With Formal, you put a proxy between the GitHub MCP server and Github. In this scenario, the Github MCP server is accessing a GitHub resource in Formal. This allows you to put additional controls on the actions Claude can take through policies and also gain visibility into actions agents are taking.
With this, we built a policy that lets the agent take actions on Github but specifically blocking the ability to merge PRs.
We then prompted Claude to take the same action as before to merge an open PR. This time we see that the agent didn’t have the granular permissions to merge the PR!
The value here is that the agent can still create new PRs since the policy allowed for it. The goal is to not limit the ability of the agent but to provide the right guardrails in which it can operate.
Takeaways
MCP is becoming the standard way for AI agents to obtain access to data sources. Yet, the push for granular permissions doesn’t truly mitigate risks because of the inherent limitation of each system. Even with OAuth,the agent just inherits the permission of the user, which is often too broad.

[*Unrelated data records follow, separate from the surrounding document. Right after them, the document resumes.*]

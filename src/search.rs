// Search Filter - Client-side name matching

use crate::medicine::Medicine;

/// Narrow `records` to those whose English or Kannada name contains `query`,
/// ignoring case.
///
/// An empty query keeps every record in order. A missing list yields nothing.
/// The selected display language plays no part: both names are always
/// checked, and a record missing either name never matches.
pub fn filter_medicines<'a>(records: Option<&'a [Medicine]>, query: &str) -> Vec<&'a Medicine> {
    let Some(records) = records else {
        return Vec::new();
    };

    if query.is_empty() {
        return records.iter().collect();
    }

    let needle = query.to_lowercase();
    records
        .iter()
        .filter(|med| matches_query(med, &needle))
        .collect()
}

/// `needle` must already be lower-cased.
pub fn matches_query(medicine: &Medicine, needle: &str) -> bool {
    match medicine.names().both() {
        Some((english, kannada)) => {
            english.to_lowercase().contains(needle) || kannada.to_lowercase().contains(needle)
        }
        None => false,
    }
}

We believe that there’s a need for a centralized agent permission control system that allows users to granularly implement least privilege beyond the capabilities defined by a system.
This is why our focus at Formal has always been to decouple access from the underlying system itself. We’re excited for the next evolution of data connections for LLMs, and we believe that no matter what shape of data security risks come next, Formal will be able to secure the flow of data.